# YOUR OBJECTIVE
Below are records; give the number of their lines that contain "Upload", and only that number.

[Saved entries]
>>>>>

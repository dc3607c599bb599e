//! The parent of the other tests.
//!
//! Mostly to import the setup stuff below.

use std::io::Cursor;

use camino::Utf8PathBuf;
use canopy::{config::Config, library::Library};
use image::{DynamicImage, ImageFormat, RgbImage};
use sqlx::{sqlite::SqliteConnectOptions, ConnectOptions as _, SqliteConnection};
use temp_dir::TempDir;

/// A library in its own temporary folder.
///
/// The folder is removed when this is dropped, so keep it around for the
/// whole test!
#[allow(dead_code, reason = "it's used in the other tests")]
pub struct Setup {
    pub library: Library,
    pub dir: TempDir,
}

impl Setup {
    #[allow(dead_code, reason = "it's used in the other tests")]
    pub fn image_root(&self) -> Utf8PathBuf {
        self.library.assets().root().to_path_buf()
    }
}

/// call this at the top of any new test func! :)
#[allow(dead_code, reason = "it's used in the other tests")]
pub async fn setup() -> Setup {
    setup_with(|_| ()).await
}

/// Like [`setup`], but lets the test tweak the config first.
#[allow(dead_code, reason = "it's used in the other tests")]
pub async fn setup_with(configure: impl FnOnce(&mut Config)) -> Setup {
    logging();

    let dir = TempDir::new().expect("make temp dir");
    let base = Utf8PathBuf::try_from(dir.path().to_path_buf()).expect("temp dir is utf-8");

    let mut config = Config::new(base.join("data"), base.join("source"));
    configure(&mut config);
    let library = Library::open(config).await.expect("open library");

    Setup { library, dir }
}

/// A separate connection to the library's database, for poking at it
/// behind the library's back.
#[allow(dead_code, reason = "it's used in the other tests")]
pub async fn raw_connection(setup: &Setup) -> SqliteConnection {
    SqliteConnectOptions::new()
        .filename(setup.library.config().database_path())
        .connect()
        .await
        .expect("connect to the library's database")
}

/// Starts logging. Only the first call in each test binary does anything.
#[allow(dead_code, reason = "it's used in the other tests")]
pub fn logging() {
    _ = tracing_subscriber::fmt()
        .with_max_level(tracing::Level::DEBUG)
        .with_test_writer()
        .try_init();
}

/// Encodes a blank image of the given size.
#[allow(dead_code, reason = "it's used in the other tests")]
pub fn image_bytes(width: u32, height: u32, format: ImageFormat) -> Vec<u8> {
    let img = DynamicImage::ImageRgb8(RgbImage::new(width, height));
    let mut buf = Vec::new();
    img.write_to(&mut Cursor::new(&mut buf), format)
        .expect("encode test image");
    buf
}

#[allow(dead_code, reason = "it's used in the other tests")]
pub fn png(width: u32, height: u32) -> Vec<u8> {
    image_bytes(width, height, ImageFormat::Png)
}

<<<<<
>>>>>

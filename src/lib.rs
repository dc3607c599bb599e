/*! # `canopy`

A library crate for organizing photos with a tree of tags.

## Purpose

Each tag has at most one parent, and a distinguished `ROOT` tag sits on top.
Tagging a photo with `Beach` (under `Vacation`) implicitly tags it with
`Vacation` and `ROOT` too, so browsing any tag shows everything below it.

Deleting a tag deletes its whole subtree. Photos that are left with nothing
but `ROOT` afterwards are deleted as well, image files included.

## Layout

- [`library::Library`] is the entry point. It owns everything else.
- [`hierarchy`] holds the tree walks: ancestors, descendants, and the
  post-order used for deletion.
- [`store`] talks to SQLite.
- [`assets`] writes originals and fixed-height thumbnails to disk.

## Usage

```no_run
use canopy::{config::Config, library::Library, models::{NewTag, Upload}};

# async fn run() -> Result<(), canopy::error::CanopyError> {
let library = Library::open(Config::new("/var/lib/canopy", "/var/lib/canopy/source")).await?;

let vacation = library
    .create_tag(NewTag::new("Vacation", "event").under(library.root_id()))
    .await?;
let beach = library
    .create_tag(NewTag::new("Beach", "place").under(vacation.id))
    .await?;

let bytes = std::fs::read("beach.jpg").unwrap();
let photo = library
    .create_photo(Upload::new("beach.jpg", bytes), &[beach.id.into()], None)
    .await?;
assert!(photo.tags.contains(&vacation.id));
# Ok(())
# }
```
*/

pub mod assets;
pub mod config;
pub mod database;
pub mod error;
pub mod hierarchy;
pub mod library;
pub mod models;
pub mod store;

<<<<<

# ANSWER TO THIS TASK
2